◆ **INPUT**:
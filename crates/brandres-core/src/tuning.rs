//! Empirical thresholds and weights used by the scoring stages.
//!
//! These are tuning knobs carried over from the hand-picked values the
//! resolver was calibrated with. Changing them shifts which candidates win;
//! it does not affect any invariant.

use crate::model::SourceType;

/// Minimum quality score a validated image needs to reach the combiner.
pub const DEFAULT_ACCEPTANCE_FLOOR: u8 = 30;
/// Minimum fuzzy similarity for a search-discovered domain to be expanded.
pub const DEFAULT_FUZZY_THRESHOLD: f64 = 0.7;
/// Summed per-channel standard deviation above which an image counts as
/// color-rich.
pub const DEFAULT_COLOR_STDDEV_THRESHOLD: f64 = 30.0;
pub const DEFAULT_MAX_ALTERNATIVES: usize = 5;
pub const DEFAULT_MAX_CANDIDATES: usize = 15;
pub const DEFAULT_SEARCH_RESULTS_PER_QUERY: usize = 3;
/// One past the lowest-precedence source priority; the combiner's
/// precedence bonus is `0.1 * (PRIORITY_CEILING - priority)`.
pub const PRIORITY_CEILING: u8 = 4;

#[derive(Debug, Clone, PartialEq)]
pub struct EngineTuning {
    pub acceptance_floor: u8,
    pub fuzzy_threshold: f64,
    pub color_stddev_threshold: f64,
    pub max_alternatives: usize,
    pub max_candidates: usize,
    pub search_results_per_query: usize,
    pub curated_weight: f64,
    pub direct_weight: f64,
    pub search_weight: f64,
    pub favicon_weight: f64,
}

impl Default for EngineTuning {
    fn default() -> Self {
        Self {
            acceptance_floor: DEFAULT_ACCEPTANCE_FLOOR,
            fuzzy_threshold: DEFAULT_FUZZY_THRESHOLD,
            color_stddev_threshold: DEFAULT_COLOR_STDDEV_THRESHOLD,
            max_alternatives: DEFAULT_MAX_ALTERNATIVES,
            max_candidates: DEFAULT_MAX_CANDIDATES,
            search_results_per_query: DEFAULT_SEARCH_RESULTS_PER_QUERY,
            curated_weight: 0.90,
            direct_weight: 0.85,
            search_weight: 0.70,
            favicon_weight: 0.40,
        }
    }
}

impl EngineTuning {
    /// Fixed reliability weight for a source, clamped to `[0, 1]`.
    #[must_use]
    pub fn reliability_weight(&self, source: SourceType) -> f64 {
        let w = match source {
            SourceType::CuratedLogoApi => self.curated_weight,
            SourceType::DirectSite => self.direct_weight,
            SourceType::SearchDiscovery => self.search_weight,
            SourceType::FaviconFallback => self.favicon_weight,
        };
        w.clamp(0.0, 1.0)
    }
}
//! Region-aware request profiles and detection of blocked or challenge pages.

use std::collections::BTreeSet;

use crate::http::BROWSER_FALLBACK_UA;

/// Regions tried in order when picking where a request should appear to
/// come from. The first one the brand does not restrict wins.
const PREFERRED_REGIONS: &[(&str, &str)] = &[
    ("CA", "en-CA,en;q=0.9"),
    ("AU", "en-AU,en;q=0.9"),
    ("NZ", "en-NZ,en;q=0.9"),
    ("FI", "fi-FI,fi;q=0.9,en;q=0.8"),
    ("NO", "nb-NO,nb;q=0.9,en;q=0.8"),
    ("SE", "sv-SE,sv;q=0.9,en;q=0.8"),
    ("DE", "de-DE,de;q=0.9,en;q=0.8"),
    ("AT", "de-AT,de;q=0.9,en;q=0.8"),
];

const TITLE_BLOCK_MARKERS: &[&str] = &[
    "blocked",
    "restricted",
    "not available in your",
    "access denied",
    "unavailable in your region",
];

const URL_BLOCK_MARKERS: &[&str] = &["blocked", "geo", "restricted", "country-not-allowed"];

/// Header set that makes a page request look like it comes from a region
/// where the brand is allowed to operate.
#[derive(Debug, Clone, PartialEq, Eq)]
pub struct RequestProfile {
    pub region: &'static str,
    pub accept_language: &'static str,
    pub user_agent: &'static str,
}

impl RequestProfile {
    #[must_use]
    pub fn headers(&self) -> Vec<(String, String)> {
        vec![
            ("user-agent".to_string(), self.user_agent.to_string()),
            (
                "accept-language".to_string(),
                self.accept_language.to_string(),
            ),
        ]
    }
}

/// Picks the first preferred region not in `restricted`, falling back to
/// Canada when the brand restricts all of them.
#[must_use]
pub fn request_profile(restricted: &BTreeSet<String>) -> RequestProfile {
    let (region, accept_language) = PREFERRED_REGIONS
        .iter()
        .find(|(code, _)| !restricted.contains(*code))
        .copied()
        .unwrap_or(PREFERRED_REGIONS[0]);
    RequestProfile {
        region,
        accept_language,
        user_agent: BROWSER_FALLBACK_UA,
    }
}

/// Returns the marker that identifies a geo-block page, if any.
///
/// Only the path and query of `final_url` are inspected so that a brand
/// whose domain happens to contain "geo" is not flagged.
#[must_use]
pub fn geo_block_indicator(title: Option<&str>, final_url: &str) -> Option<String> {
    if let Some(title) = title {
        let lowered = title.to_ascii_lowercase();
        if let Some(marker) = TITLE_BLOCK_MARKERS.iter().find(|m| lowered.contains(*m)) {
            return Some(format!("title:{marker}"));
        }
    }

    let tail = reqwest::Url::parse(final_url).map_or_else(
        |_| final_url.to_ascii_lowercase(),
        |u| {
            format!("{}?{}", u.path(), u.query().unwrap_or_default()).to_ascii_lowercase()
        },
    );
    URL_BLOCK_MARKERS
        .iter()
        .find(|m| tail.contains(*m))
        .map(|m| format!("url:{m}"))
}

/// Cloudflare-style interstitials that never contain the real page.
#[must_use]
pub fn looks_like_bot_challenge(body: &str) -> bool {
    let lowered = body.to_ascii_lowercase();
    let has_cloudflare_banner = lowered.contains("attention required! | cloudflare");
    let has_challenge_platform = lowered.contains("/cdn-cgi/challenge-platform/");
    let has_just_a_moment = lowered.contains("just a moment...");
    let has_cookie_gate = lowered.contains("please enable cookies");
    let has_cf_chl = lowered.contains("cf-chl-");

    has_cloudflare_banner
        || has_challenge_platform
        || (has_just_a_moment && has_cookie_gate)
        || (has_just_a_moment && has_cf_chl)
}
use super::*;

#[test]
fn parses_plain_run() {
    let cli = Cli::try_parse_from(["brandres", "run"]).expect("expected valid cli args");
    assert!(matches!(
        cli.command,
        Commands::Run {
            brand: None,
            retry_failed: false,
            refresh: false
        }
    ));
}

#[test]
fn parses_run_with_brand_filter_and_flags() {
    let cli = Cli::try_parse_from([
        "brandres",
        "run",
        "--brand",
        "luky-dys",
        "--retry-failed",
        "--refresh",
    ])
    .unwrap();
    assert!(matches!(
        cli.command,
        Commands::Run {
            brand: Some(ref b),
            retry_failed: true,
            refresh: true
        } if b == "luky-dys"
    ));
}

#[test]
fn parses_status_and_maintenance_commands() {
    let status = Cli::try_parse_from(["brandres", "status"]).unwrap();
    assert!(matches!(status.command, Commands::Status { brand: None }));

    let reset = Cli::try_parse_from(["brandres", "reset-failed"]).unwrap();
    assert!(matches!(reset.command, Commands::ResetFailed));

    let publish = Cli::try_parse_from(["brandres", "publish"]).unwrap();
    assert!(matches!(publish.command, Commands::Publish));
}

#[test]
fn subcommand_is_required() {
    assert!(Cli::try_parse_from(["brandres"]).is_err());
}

◆ **ABOUT THIS EXERCISE**:
Look over the material above and report each line holding "domain".

◆ **EXERCISE ANSWER**:
/// Minimum fuzzy similarity for a search-discovered domain to be expanded.
/// whose domain happens to contain "geo" is not flagged.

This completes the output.